▶ _Records for the exercise_:
Start of Block

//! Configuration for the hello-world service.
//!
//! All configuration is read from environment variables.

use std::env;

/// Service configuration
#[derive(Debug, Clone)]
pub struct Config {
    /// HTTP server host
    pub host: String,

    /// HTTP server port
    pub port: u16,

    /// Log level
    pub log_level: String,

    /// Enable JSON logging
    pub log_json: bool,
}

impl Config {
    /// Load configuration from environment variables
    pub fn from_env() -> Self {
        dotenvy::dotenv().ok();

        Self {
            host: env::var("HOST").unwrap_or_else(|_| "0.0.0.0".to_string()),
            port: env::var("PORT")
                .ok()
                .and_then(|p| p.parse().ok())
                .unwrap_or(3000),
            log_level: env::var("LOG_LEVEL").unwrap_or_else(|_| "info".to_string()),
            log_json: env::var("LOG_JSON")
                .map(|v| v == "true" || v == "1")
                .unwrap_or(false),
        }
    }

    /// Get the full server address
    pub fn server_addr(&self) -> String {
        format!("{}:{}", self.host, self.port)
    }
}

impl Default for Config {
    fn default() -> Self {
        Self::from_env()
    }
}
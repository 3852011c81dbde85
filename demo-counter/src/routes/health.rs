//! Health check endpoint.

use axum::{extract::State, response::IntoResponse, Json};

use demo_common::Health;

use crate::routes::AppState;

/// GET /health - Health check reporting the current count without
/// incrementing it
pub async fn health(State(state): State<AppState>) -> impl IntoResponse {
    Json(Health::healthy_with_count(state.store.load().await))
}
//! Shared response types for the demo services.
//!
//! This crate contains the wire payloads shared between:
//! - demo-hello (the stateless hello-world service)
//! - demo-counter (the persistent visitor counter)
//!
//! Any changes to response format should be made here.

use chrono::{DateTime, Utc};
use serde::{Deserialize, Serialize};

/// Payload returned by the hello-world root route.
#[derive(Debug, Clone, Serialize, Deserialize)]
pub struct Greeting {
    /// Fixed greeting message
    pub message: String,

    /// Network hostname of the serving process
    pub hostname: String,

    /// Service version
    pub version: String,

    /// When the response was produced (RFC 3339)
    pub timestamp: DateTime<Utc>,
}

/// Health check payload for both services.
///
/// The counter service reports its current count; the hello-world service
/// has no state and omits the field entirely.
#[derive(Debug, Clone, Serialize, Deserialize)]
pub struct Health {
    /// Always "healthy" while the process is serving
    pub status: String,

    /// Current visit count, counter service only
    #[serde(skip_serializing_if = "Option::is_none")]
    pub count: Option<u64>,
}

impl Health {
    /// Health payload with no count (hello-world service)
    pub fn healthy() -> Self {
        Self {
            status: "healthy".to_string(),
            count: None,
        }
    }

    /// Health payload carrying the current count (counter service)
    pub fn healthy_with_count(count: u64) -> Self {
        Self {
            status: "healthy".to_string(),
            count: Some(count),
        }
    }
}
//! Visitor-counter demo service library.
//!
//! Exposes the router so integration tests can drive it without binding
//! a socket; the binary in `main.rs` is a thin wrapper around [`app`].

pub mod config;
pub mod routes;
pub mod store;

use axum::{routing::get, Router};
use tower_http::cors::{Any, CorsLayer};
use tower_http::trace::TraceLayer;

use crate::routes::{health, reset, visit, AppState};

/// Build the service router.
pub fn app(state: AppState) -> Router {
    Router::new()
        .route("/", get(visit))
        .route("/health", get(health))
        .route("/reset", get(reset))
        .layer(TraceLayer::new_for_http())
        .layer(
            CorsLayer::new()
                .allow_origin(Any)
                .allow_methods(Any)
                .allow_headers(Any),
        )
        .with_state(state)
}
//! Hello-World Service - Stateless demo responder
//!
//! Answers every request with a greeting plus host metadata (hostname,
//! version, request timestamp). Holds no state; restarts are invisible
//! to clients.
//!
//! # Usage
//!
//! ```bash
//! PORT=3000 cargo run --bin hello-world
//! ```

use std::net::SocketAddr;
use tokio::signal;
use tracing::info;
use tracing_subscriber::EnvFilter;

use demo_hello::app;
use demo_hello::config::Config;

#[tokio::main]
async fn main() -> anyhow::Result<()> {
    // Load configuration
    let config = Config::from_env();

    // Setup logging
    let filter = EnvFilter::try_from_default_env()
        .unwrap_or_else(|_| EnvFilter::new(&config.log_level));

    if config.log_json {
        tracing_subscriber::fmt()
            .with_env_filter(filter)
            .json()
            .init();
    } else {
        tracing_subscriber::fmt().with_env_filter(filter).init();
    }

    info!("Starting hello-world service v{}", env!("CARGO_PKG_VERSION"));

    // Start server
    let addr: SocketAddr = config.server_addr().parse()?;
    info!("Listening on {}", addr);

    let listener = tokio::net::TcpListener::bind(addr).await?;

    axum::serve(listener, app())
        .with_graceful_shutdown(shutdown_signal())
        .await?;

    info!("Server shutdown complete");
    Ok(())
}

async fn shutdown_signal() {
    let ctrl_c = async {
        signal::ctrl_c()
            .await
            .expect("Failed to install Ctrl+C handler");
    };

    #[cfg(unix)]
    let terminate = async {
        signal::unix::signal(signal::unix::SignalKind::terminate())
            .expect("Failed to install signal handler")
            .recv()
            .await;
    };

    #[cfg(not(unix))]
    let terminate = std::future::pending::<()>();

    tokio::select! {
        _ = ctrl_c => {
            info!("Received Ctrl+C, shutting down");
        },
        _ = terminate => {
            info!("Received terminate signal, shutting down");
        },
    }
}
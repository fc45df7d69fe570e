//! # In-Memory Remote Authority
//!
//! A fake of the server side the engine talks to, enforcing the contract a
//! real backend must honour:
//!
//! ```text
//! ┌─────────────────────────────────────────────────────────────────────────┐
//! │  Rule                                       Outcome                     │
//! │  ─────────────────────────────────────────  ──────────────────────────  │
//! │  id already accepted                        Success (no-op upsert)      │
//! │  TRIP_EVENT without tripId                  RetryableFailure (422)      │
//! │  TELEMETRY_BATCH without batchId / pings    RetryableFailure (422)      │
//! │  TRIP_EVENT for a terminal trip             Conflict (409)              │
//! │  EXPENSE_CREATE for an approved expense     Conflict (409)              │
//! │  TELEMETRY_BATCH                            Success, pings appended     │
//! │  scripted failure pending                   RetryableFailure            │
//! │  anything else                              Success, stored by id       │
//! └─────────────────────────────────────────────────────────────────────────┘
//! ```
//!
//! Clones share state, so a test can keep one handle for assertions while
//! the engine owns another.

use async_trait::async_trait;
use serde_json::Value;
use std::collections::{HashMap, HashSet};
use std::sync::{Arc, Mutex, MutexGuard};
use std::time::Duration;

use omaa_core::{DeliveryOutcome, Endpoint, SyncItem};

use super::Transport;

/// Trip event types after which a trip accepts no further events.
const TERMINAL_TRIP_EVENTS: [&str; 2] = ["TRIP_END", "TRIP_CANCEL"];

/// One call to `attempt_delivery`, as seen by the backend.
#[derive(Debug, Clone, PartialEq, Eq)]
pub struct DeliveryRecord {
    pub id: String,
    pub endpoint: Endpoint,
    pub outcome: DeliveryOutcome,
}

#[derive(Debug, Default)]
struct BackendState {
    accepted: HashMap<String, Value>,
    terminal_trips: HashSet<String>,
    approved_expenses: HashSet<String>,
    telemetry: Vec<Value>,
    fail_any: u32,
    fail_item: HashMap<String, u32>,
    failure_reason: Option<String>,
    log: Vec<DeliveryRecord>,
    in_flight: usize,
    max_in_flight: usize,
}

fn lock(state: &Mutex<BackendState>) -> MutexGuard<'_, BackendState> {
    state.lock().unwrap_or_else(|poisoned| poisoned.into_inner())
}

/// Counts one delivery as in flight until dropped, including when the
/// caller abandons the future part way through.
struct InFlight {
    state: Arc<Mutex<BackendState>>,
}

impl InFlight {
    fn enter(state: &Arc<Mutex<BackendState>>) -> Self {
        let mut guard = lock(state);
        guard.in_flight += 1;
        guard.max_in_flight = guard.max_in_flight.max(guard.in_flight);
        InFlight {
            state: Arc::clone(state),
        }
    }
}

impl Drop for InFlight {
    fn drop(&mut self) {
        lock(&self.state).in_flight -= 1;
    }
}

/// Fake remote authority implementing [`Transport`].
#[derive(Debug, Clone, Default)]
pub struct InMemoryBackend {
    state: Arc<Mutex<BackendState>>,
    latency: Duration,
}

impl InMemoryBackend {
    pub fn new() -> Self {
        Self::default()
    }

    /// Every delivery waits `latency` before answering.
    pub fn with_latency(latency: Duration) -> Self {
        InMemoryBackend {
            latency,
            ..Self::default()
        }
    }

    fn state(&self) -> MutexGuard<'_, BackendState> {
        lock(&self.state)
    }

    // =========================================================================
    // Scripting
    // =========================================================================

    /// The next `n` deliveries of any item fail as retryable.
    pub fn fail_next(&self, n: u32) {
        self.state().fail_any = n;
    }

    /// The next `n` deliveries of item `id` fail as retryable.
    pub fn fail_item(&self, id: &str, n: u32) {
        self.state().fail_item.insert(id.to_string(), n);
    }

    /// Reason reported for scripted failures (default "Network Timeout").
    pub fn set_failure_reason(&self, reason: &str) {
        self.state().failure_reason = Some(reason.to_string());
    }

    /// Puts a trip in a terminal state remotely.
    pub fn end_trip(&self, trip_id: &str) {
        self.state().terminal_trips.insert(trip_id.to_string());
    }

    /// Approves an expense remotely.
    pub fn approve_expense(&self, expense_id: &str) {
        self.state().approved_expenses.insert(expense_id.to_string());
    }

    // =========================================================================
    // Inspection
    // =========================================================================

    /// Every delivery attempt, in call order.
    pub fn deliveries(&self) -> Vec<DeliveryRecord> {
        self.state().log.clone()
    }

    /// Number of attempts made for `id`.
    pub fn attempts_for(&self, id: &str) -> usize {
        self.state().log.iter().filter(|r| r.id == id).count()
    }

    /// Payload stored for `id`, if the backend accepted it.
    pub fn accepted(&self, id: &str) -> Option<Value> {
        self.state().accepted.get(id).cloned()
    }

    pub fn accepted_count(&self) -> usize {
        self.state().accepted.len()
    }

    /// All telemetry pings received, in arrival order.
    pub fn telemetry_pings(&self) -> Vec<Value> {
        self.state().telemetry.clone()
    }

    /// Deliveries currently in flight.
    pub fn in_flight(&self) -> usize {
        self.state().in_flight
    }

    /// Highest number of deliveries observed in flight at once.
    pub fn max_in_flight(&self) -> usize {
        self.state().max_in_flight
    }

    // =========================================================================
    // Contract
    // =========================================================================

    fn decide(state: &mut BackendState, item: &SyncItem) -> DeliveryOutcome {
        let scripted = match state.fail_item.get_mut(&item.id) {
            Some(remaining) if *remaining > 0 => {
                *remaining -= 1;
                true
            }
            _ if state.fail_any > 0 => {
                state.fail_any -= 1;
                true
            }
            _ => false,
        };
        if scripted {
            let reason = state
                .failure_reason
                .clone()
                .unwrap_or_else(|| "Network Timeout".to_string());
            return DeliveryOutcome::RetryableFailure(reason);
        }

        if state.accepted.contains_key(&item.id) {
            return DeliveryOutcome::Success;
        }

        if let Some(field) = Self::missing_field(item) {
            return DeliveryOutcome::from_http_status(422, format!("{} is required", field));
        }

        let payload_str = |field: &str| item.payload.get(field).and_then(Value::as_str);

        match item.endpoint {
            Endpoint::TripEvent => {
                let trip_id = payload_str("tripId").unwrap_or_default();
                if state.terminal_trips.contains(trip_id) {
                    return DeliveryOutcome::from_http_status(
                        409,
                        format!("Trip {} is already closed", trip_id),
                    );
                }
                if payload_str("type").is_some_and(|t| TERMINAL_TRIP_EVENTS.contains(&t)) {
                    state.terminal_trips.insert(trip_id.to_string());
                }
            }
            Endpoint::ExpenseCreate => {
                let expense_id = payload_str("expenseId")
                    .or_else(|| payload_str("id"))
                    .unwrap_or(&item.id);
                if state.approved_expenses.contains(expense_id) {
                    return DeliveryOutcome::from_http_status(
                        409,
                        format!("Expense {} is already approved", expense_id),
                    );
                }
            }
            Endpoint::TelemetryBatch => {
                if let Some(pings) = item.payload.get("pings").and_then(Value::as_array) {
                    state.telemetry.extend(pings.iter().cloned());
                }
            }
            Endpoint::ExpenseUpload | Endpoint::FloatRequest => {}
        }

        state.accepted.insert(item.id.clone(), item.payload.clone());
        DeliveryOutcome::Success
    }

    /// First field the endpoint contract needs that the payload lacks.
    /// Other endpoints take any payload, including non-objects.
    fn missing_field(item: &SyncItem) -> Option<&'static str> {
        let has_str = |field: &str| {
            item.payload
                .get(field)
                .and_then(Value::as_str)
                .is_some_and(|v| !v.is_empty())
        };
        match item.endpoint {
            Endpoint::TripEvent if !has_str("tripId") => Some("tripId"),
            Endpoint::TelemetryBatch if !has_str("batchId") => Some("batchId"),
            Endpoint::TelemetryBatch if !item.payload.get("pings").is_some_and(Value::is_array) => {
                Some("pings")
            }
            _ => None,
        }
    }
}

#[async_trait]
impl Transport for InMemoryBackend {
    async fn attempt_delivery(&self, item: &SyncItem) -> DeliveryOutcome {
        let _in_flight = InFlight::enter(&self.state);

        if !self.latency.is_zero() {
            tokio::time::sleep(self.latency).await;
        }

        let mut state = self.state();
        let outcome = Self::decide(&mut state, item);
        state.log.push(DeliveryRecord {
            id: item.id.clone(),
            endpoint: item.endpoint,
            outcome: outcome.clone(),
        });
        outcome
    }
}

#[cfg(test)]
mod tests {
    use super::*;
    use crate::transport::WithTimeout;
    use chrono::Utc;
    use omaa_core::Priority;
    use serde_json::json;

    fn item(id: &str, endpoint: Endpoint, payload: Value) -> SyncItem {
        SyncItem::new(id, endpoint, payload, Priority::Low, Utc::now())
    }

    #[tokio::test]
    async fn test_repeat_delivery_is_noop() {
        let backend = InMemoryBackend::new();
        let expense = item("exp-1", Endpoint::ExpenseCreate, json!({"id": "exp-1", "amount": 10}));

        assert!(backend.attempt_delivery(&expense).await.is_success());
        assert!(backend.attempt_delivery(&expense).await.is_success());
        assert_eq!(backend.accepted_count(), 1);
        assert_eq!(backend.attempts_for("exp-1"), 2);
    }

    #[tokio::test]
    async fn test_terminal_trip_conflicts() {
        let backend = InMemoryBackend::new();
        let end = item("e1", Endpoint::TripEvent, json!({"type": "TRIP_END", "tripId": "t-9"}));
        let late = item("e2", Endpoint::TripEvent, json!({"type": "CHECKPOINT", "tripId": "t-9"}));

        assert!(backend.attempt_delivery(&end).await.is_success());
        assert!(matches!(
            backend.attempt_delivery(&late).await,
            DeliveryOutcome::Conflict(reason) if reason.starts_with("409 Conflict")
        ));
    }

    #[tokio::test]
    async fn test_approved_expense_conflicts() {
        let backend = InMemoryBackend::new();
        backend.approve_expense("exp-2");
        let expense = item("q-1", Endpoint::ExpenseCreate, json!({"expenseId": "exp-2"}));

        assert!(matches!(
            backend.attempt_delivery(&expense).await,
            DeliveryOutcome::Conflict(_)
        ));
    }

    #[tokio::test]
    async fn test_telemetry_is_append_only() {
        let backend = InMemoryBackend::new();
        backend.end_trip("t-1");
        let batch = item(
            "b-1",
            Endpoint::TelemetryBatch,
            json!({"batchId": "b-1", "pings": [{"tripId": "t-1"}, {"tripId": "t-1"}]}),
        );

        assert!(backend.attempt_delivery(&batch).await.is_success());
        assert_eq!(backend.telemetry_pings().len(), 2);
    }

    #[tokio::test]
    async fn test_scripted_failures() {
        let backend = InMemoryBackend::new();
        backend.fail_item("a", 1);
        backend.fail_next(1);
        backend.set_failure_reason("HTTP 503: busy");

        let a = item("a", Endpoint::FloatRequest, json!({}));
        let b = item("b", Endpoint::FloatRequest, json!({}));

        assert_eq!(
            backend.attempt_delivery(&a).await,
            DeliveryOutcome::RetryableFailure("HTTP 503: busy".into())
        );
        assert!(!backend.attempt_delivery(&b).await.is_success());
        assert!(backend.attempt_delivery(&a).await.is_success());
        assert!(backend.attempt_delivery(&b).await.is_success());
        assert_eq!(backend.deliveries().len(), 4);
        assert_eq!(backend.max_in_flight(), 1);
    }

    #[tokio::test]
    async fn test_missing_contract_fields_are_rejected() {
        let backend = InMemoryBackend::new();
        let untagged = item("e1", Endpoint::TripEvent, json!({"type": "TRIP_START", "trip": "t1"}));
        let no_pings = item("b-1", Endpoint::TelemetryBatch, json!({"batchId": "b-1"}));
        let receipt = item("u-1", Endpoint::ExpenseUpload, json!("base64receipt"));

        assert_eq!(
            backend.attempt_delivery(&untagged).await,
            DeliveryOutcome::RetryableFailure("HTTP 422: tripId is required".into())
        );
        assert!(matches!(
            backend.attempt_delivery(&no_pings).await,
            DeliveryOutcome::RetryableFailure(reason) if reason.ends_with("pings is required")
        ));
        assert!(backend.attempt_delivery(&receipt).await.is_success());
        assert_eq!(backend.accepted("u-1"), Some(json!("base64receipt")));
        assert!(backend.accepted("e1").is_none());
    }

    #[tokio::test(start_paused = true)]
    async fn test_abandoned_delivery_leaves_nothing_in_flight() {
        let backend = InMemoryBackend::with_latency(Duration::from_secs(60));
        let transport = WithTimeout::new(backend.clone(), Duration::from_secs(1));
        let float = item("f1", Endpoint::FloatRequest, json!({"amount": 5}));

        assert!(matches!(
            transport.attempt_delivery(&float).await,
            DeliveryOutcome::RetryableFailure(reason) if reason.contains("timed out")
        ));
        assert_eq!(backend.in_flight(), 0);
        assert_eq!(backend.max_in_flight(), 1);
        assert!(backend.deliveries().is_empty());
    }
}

End of Block

▶ _Requirement_: Only a number is expected: the count of lines in the data that contain the word "Option".

▶ _Output of the task_: 5